Motion sur le Tibet

Cette motion du Sénat, proposée le mercredi 26 février 2020, vise à attirer l’attention sur les violations des droits de la personne graves et répétées du régime communiste chinois à l’encontre du peuple tibétain et, par conséquent, à exhorter le gouvernement canadien à agir plus résolument.

Texte de la motion sur le Tibet

Que le Sénat exhorte le gouvernement du Canada à soutenir activement l’autonomie véritable du Tibet et, par conséquent, à demander également à la République populaire de Chine :

a) de renouveler le dialogue sino-tibétain de bonne foi et sur la base de l’approche de la voie du milieu;

b) de respecter les droits religieux du peuple tibétain et de cesser toute ingérence dans le processus de reconnaissance du successeur ou de la réincarnation du 14edalaï-lama;

c) de respecter les droits linguistiques, la liberté de déplacement, de pensée et de conscience du peuple tibétain;

d) de libérer tous les prisonniers politiques tibétains, y compris le plus jeune prisonnier politique Gendhun Choekyi Nyima (panchen-lama), et de cesser toute détention arbitraire de dissidents;

e) d’accorder au Canada un accès diplomatique réciproque sans restriction au Tibet;

f) de protéger le plateau du Tibet qui sert de château d’eau pour l’Asie, et qui nourrit plus d’un milliard de vies en Asie;

Que le Sénat exhorte le gouvernement du Canada à soulever les enjeux tibétains en toute occasion avec la Chine en vue de prendre les mesures nécessaires additionnelles afin de réduire les tensions et de rétablir la paix et la stabilité au Tibet.

Qu’un message soit transmis à la Chambre des communes pour l’en informer.

Contexte

Les libertés et droits fondamentaux – y compris la liberté d’expression, de religion, de déplacement et de conscience – sont gravement restreints et de plus en plus réprimés au Tibet.

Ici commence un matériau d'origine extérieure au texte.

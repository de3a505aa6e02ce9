/// MIGRATION 0001: users and the disease catalog.
pub const MIGRATION_0001: &str = r#"
-- Users Table: identity rows referenced by history. Credentials live elsewhere.
CREATE TABLE IF NOT EXISTS users (
    id INTEGER PRIMARY KEY AUTOINCREMENT,
    full_name TEXT NOT NULL,
    email TEXT NOT NULL UNIQUE COLLATE NOCASE,
    created_at INTEGER NOT NULL DEFAULT (CAST(strftime('%s', 'now') AS INTEGER) * 1000)
);

-- Diseases Table: canonical identities the classifier output resolves to.
CREATE TABLE IF NOT EXISTS diseases (
    id INTEGER PRIMARY KEY,
    short_name TEXT NOT NULL UNIQUE COLLATE NOCASE,
    scientific_name TEXT,
    description_en TEXT,
    description_ar TEXT,
    symptoms_en TEXT,
    symptoms_ar TEXT,
    treatment_en TEXT,
    treatment_ar TEXT,
    created_at INTEGER NOT NULL DEFAULT (CAST(strftime('%s', 'now') AS INTEGER) * 1000)
);
"#;

/// MIGRATION 0002: prediction history.
pub const MIGRATION_0002: &str = r#"
-- History Table: append-only, one row per recorded prediction.
CREATE TABLE IF NOT EXISTS history (
    id INTEGER PRIMARY KEY AUTOINCREMENT,
    user_id INTEGER NOT NULL,
    image_reference TEXT NOT NULL,
    predicted_class TEXT NOT NULL,
    raw_label TEXT NOT NULL,
    plant TEXT NOT NULL,
    condition TEXT NOT NULL,
    confidence REAL NOT NULL, -- 0.0 to 1.0
    has_details BOOLEAN NOT NULL DEFAULT 0,
    second_guess TEXT,
    second_confidence REAL,
    created_at INTEGER NOT NULL, -- Unix epoch millis
    FOREIGN KEY (user_id) REFERENCES users (id) ON DELETE CASCADE
);

CREATE INDEX IF NOT EXISTS idx_history_user_created ON history (user_id, created_at DESC, id DESC);
CREATE INDEX IF NOT EXISTS idx_history_predicted_class ON history (predicted_class COLLATE NOCASE);
"#;

/// Ordered list applied by `db::run_migrations`; position + 1 is the schema version.
pub const MIGRATIONS: &[&str] = &[MIGRATION_0001, MIGRATION_0002];
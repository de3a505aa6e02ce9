use crate::error::{Result, StorageError};
use crate::models::{millis_to_datetime, DiseaseRecord, NewDisease};
use rusqlite::{params, Connection, OptionalExtension, Row};

/// Read side of the disease catalog, as the resolver sees it.
pub trait DiseaseCatalog {
    fn find_by_id(&self, id: i64) -> Result<Option<DiseaseRecord>>;
    fn find_by_short_name(&self, name: &str) -> Result<Option<DiseaseRecord>>;
    fn list_all(&self) -> Result<Vec<DiseaseRecord>>;
}

const DISEASE_COLUMNS: &str = "id, short_name, scientific_name, description_en, description_ar, \
     symptoms_en, symptoms_ar, treatment_en, treatment_ar, created_at";

pub struct SqliteCatalog<'c> {
    conn: &'c Connection,
}

impl<'c> SqliteCatalog<'c> {
    pub fn new(conn: &'c Connection) -> Self {
        Self { conn }
    }
}

impl DiseaseCatalog for SqliteCatalog<'_> {
    fn find_by_id(&self, id: i64) -> Result<Option<DiseaseRecord>> {
        let sql = format!("SELECT {DISEASE_COLUMNS} FROM diseases WHERE id = ?1");
        Ok(self
            .conn
            .query_row(&sql, params![id], disease_from_row)
            .optional()?)
    }

    fn find_by_short_name(&self, name: &str) -> Result<Option<DiseaseRecord>> {
        // short_name is declared COLLATE NOCASE, so `=` is case-insensitive.
        let sql = format!("SELECT {DISEASE_COLUMNS} FROM diseases WHERE short_name = ?1");
        Ok(self
            .conn
            .query_row(&sql, params![name.trim()], disease_from_row)
            .optional()?)
    }

    fn list_all(&self) -> Result<Vec<DiseaseRecord>> {
        let sql = format!("SELECT {DISEASE_COLUMNS} FROM diseases ORDER BY short_name, id");
        let mut stmt = self.conn.prepare(&sql)?;
        let rows = stmt.query_map([], disease_from_row)?;
        let mut out = Vec::new();
        for row in rows {
            out.push(row?);
        }
        Ok(out)
    }
}

/// Stand-in used when no storage connection could be obtained; every lookup fails
/// so the resolver takes its degraded path.
pub struct OfflineCatalog {
    reason: String,
}

impl OfflineCatalog {
    pub fn new(reason: impl Into<String>) -> Self {
        Self {
            reason: reason.into(),
        }
    }

    fn unavailable<T>(&self) -> Result<T> {
        Err(StorageError::Offline(self.reason.clone()).into())
    }
}

impl DiseaseCatalog for OfflineCatalog {
    fn find_by_id(&self, _id: i64) -> Result<Option<DiseaseRecord>> {
        self.unavailable()
    }

    fn find_by_short_name(&self, _name: &str) -> Result<Option<DiseaseRecord>> {
        self.unavailable()
    }

    fn list_all(&self) -> Result<Vec<DiseaseRecord>> {
        self.unavailable()
    }
}

fn disease_from_row(row: &Row<'_>) -> rusqlite::Result<DiseaseRecord> {
    Ok(DiseaseRecord {
        id: row.get(0)?,
        short_name: row.get(1)?,
        scientific_name: row.get(2)?,
        description_en: row.get(3)?,
        description_ar: row.get(4)?,
        symptoms_en: row.get(5)?,
        symptoms_ar: row.get(6)?,
        treatment_en: row.get(7)?,
        treatment_ar: row.get(8)?,
        created_at: millis_to_datetime(row.get(9)?),
    })
}

/// Inserts or updates catalog rows in one transaction, matching on short_name
/// case-insensitively. Returns the number of rows written.
pub fn import_catalog(conn: &mut Connection, records: &[NewDisease]) -> Result<usize> {
    let tx = conn.transaction()?;
    let now = chrono::Utc::now().timestamp_millis();
    let mut written = 0usize;
    for record in records {
        let short_name = record.short_name.trim();
        if short_name.is_empty() {
            log::warn!("Skipping catalog row with empty short_name");
            continue;
        }
        written += tx.execute(
            "INSERT INTO diseases (id, short_name, scientific_name, description_en, description_ar,
                 symptoms_en, symptoms_ar, treatment_en, treatment_ar, created_at)
             VALUES (?1, ?2, ?3, ?4, ?5, ?6, ?7, ?8, ?9, ?10)
             ON CONFLICT(short_name) DO UPDATE SET
                 scientific_name = excluded.scientific_name,
                 description_en = excluded.description_en,
                 description_ar = excluded.description_ar,
                 symptoms_en = excluded.symptoms_en,
                 symptoms_ar = excluded.symptoms_ar,
                 treatment_en = excluded.treatment_en,
                 treatment_ar = excluded.treatment_ar",
            params![
                record.id,
                short_name,
                record.scientific_name,
                record.description_en,
                record.description_ar,
                record.symptoms_en,
                record.symptoms_ar,
                record.treatment_en,
                record.treatment_ar,
                now,
            ],
        )?;
    }
    tx.commit()?;
    log::info!("Imported {written} catalog rows");
    Ok(written)
}

#[cfg(test)]
mod tests {
    use super::*;
    use crate::db::test_pool;

    fn seed(conn: &mut Connection) {
        let rows = vec![
            NewDisease {
                id: Some(1),
                short_name: "Apple scab".into(),
                scientific_name: Some("Venturia inaequalis".into()),
                ..NewDisease::default()
            },
            NewDisease {
                id: Some(4),
                short_name: "Apple healthy".into(),
                ..NewDisease::default()
            },
            NewDisease {
                id: Some(2),
                short_name: "Tomato Late blight".into(),
                scientific_name: Some("Phytophthora infestans".into()),
                ..NewDisease::default()
            },
        ];
        assert_eq!(import_catalog(conn, &rows).unwrap(), 3);
    }

    #[test]
    fn finds_by_id_and_case_insensitive_name() {
        let pool = test_pool();
        let mut conn = pool.get().unwrap();
        seed(&mut conn);
        let catalog = SqliteCatalog::new(&conn);

        let by_id = catalog.find_by_id(2).unwrap().unwrap();
        assert_eq!(by_id.short_name, "Tomato Late blight");

        let by_name = catalog.find_by_short_name("apple SCAB").unwrap().unwrap();
        assert_eq!(by_name.id, 1);
        assert_eq!(by_name.scientific_name.as_deref(), Some("Venturia inaequalis"));

        assert!(catalog.find_by_id(99).unwrap().is_none());
        assert!(catalog.find_by_short_name("Corn healthy").unwrap().is_none());
    }

    #[test]
    fn list_all_orders_by_short_name() {
        let pool = test_pool();
        let mut conn = pool.get().unwrap();
        seed(&mut conn);
        let names: Vec<String> = SqliteCatalog::new(&conn)
            .list_all()
            .unwrap()
            .into_iter()
            .map(|d| d.short_name)
            .collect();
        assert_eq!(names, vec!["Apple healthy", "Apple scab", "Tomato Late blight"]);
    }

    #[test]
    fn reimport_updates_by_short_name_regardless_of_case() {
        let pool = test_pool();
        let mut conn = pool.get().unwrap();
        seed(&mut conn);
        let update = vec![NewDisease {
            short_name: "APPLE SCAB".into(),
            treatment_en: Some("Fungicide in early spring".into()),
            ..NewDisease::default()
        }];
        import_catalog(&mut conn, &update).unwrap();

        let catalog = SqliteCatalog::new(&conn);
        assert_eq!(catalog.list_all().unwrap().len(), 3);
        let scab = catalog.find_by_id(1).unwrap().unwrap();
        assert_eq!(scab.short_name, "Apple scab");
        assert_eq!(scab.treatment_en.as_deref(), Some("Fungicide in early spring"));
    }

    #[test]
    fn empty_short_names_are_skipped() {
        let pool = test_pool();
        let mut conn = pool.get().unwrap();
        let rows = vec![NewDisease {
            short_name: "   ".into(),
            ..NewDisease::default()
        }];
        assert_eq!(import_catalog(&mut conn, &rows).unwrap(), 0);
    }

    #[test]
    fn offline_catalog_always_errors() {
        let catalog = OfflineCatalog::new("pool exhausted");
        assert!(catalog.find_by_id(1).is_err());
        assert!(catalog.find_by_short_name("Apple scab").is_err());
        assert!(catalog.list_all().is_err());
    }
}
use crate::config::ModelConfig;
use crate::error::{Error, Result};
use crate::models::RawLabel;
use ndarray::Array4;
use ort::session::builder::GraphOptimizationLevel;
use ort::session::Session;
use ort::value::Tensor;
use std::cmp::Ordering;
use std::path::Path;
use thiserror::Error;

/// A loaded image classifier. Implementations need not be reentrant; the
/// inference slot only ever calls one at a time.
pub trait Classifier: Send {
    fn classify(&mut self, input: &Array4<f32>) -> Result<ProbabilityVector>;
}

/// Numeric faults raised while reading model output.
#[derive(Debug, Error)]
pub enum InferenceFault {
    #[error("model returned an empty score vector")]
    Empty,
    #[error("score {value} at class {index} is not finite")]
    NonFinite { index: usize, value: f32 },
    #[error("expected {expected} scores, model returned {actual}")]
    LengthMismatch { expected: usize, actual: usize },
    #[error("model panicked: {0}")]
    Panicked(String),
}

/// Ranked scores, one per class index.
#[derive(Debug, Clone, PartialEq)]
pub struct ProbabilityVector {
    scores: Vec<f32>,
}

impl ProbabilityVector {
    pub fn new(scores: Vec<f32>) -> Result<Self> {
        if scores.is_empty() {
            return Err(Error::inference("unusable model output", InferenceFault::Empty));
        }
        if let Some((index, &value)) = scores.iter().enumerate().find(|(_, v)| !v.is_finite()) {
            return Err(Error::inference(
                "unusable model output",
                InferenceFault::NonFinite { index, value },
            ));
        }
        Ok(Self { scores })
    }

    /// Class indices by descending score; ties keep the lower index first.
    pub fn ranked_indices(&self) -> Vec<usize> {
        let mut indices: Vec<usize> = (0..self.scores.len()).collect();
        // scores are finite here; -0.0 and 0.0 must compare equal
        indices.sort_by(|&a, &b| {
            self.scores[b]
                .partial_cmp(&self.scores[a])
                .unwrap_or(Ordering::Equal)
        });
        indices
    }

    /// Primary and runner-up. `second` is `None` only for a single-class model.
    pub fn top_two(&self) -> ((usize, f32), Option<(usize, f32)>) {
        let ranked = self.ranked_indices();
        let primary = ranked[0];
        let second = ranked.get(1).map(|&idx| (idx, self.scores[idx]));
        ((primary, self.scores[primary]), second)
    }

    pub fn softmax(&self) -> Self {
        let max = self
            .scores
            .iter()
            .fold(f32::NEG_INFINITY, |a, &b| a.max(b));
        let exps: Vec<f32> = self.scores.iter().map(|v| (v - max).exp()).collect();
        let sum: f32 = exps.iter().sum();
        Self {
            scores: exps.into_iter().map(|v| v / sum).collect(),
        }
    }
}

/// One ranked class with the label the resolver will consume.
#[derive(Debug, Clone, PartialEq)]
pub struct Candidate {
    pub index: usize,
    pub score: f32,
    pub label: RawLabel,
}

#[derive(Debug, Clone, PartialEq)]
pub struct Ranking {
    pub primary: Candidate,
    pub second: Option<Candidate>,
}

/// Class names the model was trained with, by index.
#[derive(Debug, Clone, Default)]
pub struct LabelSpace {
    names: Vec<String>,
}

impl LabelSpace {
    pub fn new(names: Vec<String>) -> Self {
        Self { names }
    }

    /// Reads `{"class_names": [...]}`. A missing file yields an empty space, in
    /// which every index maps to its `Class_<n>` token.
    pub fn load(path: &Path) -> Result<Self> {
        if !path.exists() {
            log::warn!(
                "Label metadata not found at {}; using synthetic class tokens",
                path.display()
            );
            return Ok(Self::default());
        }
        let raw = std::fs::read_to_string(path)?;
        let meta: serde_json::Value = serde_json::from_str(&raw)?;
        let names = meta
            .get("class_names")
            .and_then(|v| v.as_array())
            .map(|items| {
                items
                    .iter()
                    .map(|item| item.as_str().unwrap_or_default().to_string())
                    .collect::<Vec<_>>()
            })
            .unwrap_or_default();
        log::info!("Loaded {} class names from {}", names.len(), path.display());
        Ok(Self { names })
    }

    pub fn len(&self) -> usize {
        self.names.len()
    }

    pub fn is_empty(&self) -> bool {
        self.names.is_empty()
    }

    pub fn raw_label(&self, index: usize) -> RawLabel {
        match self.names.get(index).filter(|name| !name.trim().is_empty()) {
            Some(name) => RawLabel::parse(name),
            None => RawLabel::SyntheticToken(index as u32),
        }
    }

    pub fn rank(&self, scores: &ProbabilityVector) -> Ranking {
        let ((primary_idx, primary_score), second) = scores.top_two();
        Ranking {
            primary: Candidate {
                index: primary_idx,
                score: primary_score,
                label: self.raw_label(primary_idx),
            },
            second: second.map(|(index, score)| Candidate {
                index,
                score,
                label: self.raw_label(index),
            }),
        }
    }
}

/// ONNX Runtime backed classifier.
pub struct OnnxClassifier {
    session: Session,
    apply_softmax: bool,
    expected_classes: Option<usize>,
}

impl OnnxClassifier {
    pub fn load(model_path: &Path, config: &ModelConfig, labels: &LabelSpace) -> Result<Self> {
        if !model_path.exists() {
            return Err(Error::ModelUnavailable(format!(
                "Model not found: {}",
                model_path.display()
            )));
        }
        let _ = ort::init().with_name("plant-doctor").commit();
        let session = Session::builder()
            .map_err(|e| Error::ModelUnavailable(format!("{e}")))?
            .with_optimization_level(GraphOptimizationLevel::Level1)
            .map_err(|e| Error::ModelUnavailable(format!("{e}")))?
            .with_intra_threads(4)
            .map_err(|e| Error::ModelUnavailable(format!("{e}")))?
            .commit_from_file(model_path)
            .map_err(|e| {
                Error::ModelUnavailable(format!(
                    "Failed to load ONNX model {}: {e}",
                    model_path.display()
                ))
            })?;
        log::info!("Loaded classifier: {}", model_path.display());
        Ok(Self {
            session,
            apply_softmax: config.apply_softmax,
            expected_classes: (!labels.is_empty()).then_some(labels.len()),
        })
    }
}

impl Classifier for OnnxClassifier {
    fn classify(&mut self, input: &Array4<f32>) -> Result<ProbabilityVector> {
        let tensor = Tensor::from_array(input.clone())
            .map_err(|e| Error::inference("Failed to create input tensor", e))?;
        let outputs = self
            .session
            .run(ort::inputs![tensor])
            .map_err(|e| Error::inference("Model run failed", e))?;
        let output = outputs.values().next().ok_or_else(|| {
            Error::inference("unusable model output", InferenceFault::Empty)
        })?;
        let (_, data) = output
            .try_extract_tensor::<f32>()
            .map_err(|e| Error::inference("Failed to extract output tensor", e))?;
        let scores: Vec<f32> = data.to_vec();
        if let Some(expected) = self.expected_classes {
            if scores.len() != expected {
                return Err(Error::inference(
                    "unusable model output",
                    InferenceFault::LengthMismatch {
                        expected,
                        actual: scores.len(),
                    },
                ));
            }
        }
        let vector = ProbabilityVector::new(scores)?;
        Ok(if self.apply_softmax {
            vector.softmax()
        } else {
            vector
        })
    }
}

#[cfg(test)]
mod tests {
    use super::*;

    #[test]
    fn top_two_takes_highest_scores() {
        let v = ProbabilityVector::new(vec![0.1, 0.6, 0.05, 0.25]).unwrap();
        let ((p, ps), second) = v.top_two();
        assert_eq!((p, ps), (1, 0.6));
        assert_eq!(second, Some((3, 0.25)));
    }

    #[test]
    fn ties_resolve_to_lower_index() {
        let v = ProbabilityVector::new(vec![0.2, 0.4, 0.4, 0.0]).unwrap();
        assert_eq!(v.ranked_indices(), vec![1, 2, 0, 3]);
        let ((p, _), second) = v.top_two();
        assert_eq!(p, 1);
        assert_eq!(second.map(|s| s.0), Some(2));

        let flat = ProbabilityVector::new(vec![0.25; 4]).unwrap();
        assert_eq!(flat.ranked_indices(), vec![0, 1, 2, 3]);
    }

    #[test]
    fn signed_zeros_tie_to_lower_index() {
        let v = ProbabilityVector::new(vec![-0.0, 0.0, -1.0]).unwrap();
        assert_eq!(v.top_two(), ((0, -0.0), Some((1, 0.0))));
        let v = ProbabilityVector::new(vec![0.0, -0.0]).unwrap();
        assert_eq!(v.ranked_indices(), vec![0, 1]);
    }

    #[test]
    fn second_guess_never_equals_primary() {
        let vectors = [
            vec![1.0, 1.0],
            vec![0.0, 0.0, 0.0],
            vec![0.3, 0.1, 0.9, 0.9, 0.2],
            vec![-1.0, -0.5, -2.0],
        ];
        for scores in vectors {
            let v = ProbabilityVector::new(scores).unwrap();
            let ((p, _), second) = v.top_two();
            let (s, _) = second.unwrap();
            assert_ne!(p, s);
            assert_eq!(s, v.ranked_indices()[1]);
        }
    }

    #[test]
    fn single_class_has_no_second_guess() {
        let v = ProbabilityVector::new(vec![0.7]).unwrap();
        assert_eq!(v.top_two(), ((0, 0.7), None));
    }

    #[test]
    fn non_finite_scores_are_rejected_with_cause() {
        use std::error::Error as _;
        let err = ProbabilityVector::new(vec![0.1, f32::NAN]).unwrap_err();
        assert!(matches!(err, Error::Inference { .. }));
        assert!(err.source().unwrap().to_string().contains("class 1"));
        assert!(ProbabilityVector::new(vec![]).is_err());
        assert!(ProbabilityVector::new(vec![f32::INFINITY]).is_err());
    }

    #[test]
    fn softmax_sums_to_one_and_keeps_order() {
        let v = ProbabilityVector::new(vec![1.0, 3.0, 2.0]).unwrap().softmax();
        let sum: f32 = v.scores.iter().sum();
        assert!((sum - 1.0).abs() < 1e-5);
        assert_eq!(v.ranked_indices(), vec![1, 2, 0]);
    }

    #[test]
    fn label_space_maps_names_and_synthetic_tokens() {
        let labels = LabelSpace::new(vec!["Apple scab".into(), "7".into(), "".into()]);
        assert_eq!(labels.raw_label(0), RawLabel::TextLabel("Apple scab".into()));
        assert_eq!(labels.raw_label(1), RawLabel::NumericIndex(7));
        assert_eq!(labels.raw_label(2), RawLabel::SyntheticToken(2));
        assert_eq!(labels.raw_label(38), RawLabel::SyntheticToken(38));
    }

    #[test]
    fn rank_builds_candidates() {
        let labels = LabelSpace::default();
        let v = ProbabilityVector::new(vec![0.1, 0.2, 0.7]).unwrap();
        let ranking = labels.rank(&v);
        assert_eq!(ranking.primary.label, RawLabel::SyntheticToken(2));
        assert_eq!(ranking.second.unwrap().label, RawLabel::SyntheticToken(1));
    }

    #[test]
    fn label_metadata_loads_class_names() {
        let path = std::env::temp_dir().join(format!("pd_meta_{}.json", uuid::Uuid::new_v4()));
        std::fs::write(&path, r#"{"class_names": ["Apple scab", "Apple healthy"]}"#).unwrap();
        let labels = LabelSpace::load(&path).unwrap();
        assert_eq!(labels.len(), 2);
        assert_eq!(labels.raw_label(1), RawLabel::TextLabel("Apple healthy".into()));

        let missing = LabelSpace::load(&path.with_extension("missing")).unwrap();
        assert_eq!(missing.len(), 0);
    }

    #[test]
    fn missing_model_is_unavailable() {
        let err = OnnxClassifier::load(
            Path::new("/nonexistent/model.onnx"),
            &ModelConfig::default(),
            &LabelSpace::default(),
        )
        .err()
        .unwrap();
        assert!(matches!(err, Error::ModelUnavailable(_)));
    }
}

Le Tibet, qui a été scindé en Région autonome du Tibet (RAT) et en 12 préfectures autonomes tibétaines, est dirigé par le Parti communiste chinois (PCC) depuis 1950. La Chine essuie encore des critiques quant à ses violations des droits de la personne dans la RAT et les préfectures.

Selon le rapport Freedom in the World 2017 de Freedom House, la Région autonome du Tibet a obtenu la pire cote possible tant pour les droits politiques que pour les libertés civiles.

Human Rights Watch (HRW) a aussi signalé que certaines des lois du gouvernement chinois sur la sécurité nationale et pour lutter contre le terrorisme facilitent la violation des droits civils en prétextant la protection de la sécurité nationale.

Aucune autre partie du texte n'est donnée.